■ Stored data entries:
################

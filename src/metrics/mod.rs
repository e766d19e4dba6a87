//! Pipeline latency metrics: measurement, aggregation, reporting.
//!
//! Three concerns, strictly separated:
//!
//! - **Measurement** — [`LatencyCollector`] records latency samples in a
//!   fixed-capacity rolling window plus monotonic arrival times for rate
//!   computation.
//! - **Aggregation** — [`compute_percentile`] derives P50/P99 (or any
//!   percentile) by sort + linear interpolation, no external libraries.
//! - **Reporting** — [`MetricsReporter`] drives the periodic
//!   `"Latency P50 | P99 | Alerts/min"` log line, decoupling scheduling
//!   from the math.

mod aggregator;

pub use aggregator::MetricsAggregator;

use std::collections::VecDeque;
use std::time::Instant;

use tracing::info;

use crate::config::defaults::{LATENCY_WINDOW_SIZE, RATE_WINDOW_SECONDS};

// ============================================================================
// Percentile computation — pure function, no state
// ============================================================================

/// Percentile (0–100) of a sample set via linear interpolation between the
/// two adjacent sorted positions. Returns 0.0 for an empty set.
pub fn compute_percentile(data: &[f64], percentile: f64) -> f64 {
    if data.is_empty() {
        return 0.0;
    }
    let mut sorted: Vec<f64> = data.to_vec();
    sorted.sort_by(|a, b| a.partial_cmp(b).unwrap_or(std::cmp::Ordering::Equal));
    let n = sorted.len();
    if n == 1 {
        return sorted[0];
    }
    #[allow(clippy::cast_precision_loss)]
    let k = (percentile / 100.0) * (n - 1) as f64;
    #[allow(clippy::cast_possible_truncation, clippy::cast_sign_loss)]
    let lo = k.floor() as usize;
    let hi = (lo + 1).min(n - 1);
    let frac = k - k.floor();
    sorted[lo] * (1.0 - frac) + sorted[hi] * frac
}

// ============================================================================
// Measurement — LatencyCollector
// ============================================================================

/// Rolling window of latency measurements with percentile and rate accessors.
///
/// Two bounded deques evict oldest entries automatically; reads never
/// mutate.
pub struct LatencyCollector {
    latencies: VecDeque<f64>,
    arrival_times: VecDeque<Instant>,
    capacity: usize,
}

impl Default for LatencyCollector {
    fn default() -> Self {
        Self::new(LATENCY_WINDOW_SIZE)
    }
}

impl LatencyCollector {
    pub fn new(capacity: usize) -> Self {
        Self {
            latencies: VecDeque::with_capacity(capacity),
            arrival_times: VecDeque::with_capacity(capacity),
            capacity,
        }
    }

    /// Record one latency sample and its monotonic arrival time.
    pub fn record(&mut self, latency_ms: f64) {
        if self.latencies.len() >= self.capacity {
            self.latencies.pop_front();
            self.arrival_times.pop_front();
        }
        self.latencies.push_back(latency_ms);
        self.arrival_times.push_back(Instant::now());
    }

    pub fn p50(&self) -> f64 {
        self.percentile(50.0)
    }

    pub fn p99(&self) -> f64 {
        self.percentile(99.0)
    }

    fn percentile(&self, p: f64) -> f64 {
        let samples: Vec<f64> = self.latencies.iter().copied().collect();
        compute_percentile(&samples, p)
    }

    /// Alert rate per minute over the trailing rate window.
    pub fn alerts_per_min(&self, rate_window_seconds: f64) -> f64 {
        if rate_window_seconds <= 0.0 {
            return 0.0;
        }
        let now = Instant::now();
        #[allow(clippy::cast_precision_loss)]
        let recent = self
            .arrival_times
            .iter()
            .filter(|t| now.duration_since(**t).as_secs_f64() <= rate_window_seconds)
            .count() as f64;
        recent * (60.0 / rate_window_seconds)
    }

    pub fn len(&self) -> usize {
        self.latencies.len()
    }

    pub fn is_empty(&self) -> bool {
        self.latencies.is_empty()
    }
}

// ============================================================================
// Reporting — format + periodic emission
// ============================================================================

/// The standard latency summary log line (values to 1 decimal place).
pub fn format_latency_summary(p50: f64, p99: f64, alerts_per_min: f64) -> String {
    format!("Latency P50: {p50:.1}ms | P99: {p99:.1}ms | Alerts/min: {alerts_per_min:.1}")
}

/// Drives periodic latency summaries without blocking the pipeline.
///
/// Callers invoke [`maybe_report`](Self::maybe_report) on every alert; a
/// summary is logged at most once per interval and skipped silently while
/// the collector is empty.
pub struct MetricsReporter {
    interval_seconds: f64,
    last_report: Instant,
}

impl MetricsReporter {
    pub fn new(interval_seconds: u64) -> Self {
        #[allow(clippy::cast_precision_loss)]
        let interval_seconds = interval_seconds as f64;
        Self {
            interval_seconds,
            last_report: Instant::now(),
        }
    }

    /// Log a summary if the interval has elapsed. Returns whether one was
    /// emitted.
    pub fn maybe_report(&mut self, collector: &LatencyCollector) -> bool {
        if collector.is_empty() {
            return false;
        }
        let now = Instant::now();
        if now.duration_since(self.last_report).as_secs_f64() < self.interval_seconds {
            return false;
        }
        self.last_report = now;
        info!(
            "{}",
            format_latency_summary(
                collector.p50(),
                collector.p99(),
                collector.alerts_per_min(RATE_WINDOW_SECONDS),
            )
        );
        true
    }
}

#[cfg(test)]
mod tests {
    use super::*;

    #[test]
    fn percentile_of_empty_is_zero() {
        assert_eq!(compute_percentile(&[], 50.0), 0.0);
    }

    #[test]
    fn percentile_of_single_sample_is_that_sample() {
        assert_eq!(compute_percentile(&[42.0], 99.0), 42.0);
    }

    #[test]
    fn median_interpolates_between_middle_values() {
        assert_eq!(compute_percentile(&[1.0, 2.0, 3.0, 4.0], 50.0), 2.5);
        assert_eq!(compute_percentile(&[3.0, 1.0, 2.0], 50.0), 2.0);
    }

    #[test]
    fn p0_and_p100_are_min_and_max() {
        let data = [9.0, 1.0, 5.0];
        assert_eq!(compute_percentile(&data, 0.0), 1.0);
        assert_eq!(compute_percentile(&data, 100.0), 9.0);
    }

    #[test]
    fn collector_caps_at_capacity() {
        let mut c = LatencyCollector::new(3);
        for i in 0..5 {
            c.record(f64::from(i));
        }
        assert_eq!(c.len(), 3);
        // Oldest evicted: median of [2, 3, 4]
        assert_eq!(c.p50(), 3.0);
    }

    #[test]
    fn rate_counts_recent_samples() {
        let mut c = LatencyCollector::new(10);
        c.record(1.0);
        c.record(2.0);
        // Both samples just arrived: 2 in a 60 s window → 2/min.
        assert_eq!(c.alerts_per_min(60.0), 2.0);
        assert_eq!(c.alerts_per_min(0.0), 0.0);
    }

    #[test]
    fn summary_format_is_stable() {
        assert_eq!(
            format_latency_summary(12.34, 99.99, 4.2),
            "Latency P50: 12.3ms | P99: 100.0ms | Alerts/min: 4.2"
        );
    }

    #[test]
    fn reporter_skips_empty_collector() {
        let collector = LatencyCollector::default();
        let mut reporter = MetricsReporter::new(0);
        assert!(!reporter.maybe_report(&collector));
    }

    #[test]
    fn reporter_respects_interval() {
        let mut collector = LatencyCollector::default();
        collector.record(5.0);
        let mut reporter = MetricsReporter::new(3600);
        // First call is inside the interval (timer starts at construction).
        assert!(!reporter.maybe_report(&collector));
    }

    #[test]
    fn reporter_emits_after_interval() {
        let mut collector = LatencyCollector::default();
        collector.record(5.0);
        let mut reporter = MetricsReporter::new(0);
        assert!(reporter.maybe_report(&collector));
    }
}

################

■ Exercise goal:
From the records above, return each line that includes "iter".

■ Answer section:
        let samples: Vec<f64> = self.latencies.iter().copied().collect();
            .iter()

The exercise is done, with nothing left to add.